(ASSIGNMENT)
Each line below that contains the word "RawAnalysis" must be copied.

(DATASET CONTENT)
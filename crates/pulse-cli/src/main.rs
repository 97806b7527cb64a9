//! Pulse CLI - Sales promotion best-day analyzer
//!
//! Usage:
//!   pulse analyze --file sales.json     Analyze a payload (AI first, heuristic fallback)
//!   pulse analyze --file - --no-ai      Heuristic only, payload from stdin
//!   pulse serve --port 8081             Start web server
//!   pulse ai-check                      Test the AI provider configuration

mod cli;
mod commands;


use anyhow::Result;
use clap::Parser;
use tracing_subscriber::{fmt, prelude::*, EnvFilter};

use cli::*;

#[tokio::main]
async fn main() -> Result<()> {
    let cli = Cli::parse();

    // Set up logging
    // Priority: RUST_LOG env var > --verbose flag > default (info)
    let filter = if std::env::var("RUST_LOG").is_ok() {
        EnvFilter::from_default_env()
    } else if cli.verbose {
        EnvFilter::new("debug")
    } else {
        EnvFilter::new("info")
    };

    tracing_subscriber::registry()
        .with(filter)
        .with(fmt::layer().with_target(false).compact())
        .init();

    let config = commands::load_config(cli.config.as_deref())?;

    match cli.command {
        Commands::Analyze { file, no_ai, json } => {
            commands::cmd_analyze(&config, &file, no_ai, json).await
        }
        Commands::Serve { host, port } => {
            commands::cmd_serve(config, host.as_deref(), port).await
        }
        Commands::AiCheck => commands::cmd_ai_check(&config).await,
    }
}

...

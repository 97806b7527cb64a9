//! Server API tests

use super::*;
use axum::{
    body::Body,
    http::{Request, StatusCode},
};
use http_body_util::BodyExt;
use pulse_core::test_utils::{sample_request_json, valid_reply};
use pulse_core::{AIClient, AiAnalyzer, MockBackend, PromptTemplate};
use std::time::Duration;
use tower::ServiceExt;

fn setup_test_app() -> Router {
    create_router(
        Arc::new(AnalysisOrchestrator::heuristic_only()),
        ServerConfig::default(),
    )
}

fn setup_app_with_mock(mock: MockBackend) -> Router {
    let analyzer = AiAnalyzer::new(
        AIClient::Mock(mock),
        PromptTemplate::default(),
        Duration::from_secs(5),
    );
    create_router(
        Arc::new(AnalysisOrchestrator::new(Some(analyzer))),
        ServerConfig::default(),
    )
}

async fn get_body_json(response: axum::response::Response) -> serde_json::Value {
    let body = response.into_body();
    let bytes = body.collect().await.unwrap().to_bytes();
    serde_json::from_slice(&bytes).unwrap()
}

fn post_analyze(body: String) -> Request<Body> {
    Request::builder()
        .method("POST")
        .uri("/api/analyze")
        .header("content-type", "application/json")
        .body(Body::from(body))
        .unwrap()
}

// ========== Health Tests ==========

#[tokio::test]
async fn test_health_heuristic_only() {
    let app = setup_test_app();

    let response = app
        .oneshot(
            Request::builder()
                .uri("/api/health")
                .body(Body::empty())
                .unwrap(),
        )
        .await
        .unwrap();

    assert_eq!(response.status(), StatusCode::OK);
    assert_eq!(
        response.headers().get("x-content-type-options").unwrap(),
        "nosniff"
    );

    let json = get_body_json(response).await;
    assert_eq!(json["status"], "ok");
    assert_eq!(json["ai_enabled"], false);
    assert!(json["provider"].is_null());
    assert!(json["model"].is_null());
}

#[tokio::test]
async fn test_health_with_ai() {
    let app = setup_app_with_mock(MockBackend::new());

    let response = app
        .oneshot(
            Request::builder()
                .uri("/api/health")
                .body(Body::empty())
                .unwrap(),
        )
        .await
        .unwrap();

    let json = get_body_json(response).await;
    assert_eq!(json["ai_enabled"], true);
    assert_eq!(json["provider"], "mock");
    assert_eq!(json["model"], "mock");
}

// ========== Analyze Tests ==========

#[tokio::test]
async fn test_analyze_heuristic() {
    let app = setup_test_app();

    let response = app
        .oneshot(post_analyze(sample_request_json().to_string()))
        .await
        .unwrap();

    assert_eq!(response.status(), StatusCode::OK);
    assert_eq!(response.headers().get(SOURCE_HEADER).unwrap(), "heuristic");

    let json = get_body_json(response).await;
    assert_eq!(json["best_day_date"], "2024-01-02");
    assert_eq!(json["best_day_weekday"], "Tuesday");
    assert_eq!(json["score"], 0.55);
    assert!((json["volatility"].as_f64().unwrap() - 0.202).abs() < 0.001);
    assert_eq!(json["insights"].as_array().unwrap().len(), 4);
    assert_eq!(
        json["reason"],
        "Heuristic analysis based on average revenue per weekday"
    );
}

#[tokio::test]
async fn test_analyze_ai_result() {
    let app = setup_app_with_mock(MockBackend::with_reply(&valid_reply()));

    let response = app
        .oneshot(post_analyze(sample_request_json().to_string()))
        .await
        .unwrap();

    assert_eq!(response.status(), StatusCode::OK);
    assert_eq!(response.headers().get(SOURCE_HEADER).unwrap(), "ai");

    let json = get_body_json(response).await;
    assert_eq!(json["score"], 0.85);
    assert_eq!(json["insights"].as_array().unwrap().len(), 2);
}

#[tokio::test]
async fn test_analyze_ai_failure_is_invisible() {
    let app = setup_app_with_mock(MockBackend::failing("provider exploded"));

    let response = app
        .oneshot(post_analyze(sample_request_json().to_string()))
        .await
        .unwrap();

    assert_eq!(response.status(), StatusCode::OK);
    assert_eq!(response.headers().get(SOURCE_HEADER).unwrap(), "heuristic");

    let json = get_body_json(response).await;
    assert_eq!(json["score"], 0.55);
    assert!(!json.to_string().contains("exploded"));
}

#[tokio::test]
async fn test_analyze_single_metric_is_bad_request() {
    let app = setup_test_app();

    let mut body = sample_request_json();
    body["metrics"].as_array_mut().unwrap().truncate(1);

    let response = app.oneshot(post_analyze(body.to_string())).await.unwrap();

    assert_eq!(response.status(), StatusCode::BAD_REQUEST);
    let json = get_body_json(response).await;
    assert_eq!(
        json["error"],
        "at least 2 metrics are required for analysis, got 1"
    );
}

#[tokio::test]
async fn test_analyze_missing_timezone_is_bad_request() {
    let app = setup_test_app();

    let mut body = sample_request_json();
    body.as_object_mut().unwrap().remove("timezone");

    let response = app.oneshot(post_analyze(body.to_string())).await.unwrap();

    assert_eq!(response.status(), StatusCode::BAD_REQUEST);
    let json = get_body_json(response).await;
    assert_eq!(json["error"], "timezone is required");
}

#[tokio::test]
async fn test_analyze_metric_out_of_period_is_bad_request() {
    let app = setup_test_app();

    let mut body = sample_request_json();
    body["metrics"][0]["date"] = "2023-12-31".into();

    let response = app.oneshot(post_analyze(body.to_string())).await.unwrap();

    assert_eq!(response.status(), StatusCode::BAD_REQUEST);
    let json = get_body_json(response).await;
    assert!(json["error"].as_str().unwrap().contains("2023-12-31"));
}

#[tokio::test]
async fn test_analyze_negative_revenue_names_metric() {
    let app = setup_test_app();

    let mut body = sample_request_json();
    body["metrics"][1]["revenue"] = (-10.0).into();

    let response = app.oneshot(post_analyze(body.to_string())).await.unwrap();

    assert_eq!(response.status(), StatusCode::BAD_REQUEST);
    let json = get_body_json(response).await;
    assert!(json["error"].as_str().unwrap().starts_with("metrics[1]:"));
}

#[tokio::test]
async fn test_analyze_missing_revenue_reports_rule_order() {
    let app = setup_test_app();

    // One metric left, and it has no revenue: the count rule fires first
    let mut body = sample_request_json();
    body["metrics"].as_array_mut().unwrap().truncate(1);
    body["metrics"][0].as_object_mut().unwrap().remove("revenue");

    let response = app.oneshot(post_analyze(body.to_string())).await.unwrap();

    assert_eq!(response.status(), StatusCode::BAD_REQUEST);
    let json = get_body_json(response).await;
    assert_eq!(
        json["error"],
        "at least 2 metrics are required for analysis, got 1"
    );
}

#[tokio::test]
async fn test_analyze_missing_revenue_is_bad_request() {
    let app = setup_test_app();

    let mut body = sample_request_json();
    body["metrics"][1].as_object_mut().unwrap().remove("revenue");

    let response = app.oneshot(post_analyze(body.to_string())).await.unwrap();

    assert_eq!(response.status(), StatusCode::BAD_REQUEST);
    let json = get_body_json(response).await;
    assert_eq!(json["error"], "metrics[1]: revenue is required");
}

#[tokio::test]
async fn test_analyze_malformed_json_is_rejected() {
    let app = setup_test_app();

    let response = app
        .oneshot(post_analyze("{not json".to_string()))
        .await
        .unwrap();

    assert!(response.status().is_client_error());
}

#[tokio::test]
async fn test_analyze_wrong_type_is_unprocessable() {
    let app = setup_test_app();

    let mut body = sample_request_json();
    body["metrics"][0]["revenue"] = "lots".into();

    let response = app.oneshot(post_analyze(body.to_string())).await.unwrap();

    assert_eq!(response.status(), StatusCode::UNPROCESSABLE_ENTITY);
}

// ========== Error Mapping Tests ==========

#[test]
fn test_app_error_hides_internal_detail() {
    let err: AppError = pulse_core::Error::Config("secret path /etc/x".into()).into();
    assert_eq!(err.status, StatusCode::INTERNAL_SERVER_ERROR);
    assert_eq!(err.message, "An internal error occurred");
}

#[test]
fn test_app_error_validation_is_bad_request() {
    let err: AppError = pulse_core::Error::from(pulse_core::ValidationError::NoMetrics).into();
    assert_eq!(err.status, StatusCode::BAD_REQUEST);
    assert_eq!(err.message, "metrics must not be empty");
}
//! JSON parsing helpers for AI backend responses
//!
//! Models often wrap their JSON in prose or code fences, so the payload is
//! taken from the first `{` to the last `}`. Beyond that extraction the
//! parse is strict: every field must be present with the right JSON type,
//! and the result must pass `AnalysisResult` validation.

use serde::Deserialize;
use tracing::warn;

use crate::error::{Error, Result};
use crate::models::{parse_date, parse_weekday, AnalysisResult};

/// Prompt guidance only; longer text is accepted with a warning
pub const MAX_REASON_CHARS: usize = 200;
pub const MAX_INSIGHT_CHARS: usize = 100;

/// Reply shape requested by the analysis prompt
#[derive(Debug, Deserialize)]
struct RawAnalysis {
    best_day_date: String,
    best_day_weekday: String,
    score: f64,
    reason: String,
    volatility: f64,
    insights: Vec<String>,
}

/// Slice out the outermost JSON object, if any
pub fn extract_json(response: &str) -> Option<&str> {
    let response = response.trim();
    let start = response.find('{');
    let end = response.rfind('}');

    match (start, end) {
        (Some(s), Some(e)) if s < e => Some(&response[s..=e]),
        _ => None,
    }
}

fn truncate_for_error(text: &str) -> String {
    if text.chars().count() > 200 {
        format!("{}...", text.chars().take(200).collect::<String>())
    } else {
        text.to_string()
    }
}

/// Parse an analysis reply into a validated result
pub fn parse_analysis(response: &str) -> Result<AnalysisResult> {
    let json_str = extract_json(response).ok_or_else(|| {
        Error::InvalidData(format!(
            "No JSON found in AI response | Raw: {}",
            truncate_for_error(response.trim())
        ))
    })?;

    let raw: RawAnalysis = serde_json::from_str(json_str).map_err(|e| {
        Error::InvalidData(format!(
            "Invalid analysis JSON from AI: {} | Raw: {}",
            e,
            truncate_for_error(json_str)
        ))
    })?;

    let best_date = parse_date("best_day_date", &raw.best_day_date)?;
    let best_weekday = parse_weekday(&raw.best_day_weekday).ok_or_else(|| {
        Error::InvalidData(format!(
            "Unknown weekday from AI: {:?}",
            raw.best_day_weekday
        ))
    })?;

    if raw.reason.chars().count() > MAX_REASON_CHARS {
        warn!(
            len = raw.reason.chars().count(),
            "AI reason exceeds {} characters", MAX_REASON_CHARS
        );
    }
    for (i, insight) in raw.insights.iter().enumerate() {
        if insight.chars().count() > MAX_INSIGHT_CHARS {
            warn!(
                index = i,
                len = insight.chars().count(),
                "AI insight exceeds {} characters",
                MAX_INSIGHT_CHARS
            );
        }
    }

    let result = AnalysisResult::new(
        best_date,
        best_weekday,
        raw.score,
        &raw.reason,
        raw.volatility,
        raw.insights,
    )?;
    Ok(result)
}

(YOUR RESPONSE)
struct RawAnalysis {
    let raw: RawAnalysis = serde_json::from_str(json_str).map_err(|e| {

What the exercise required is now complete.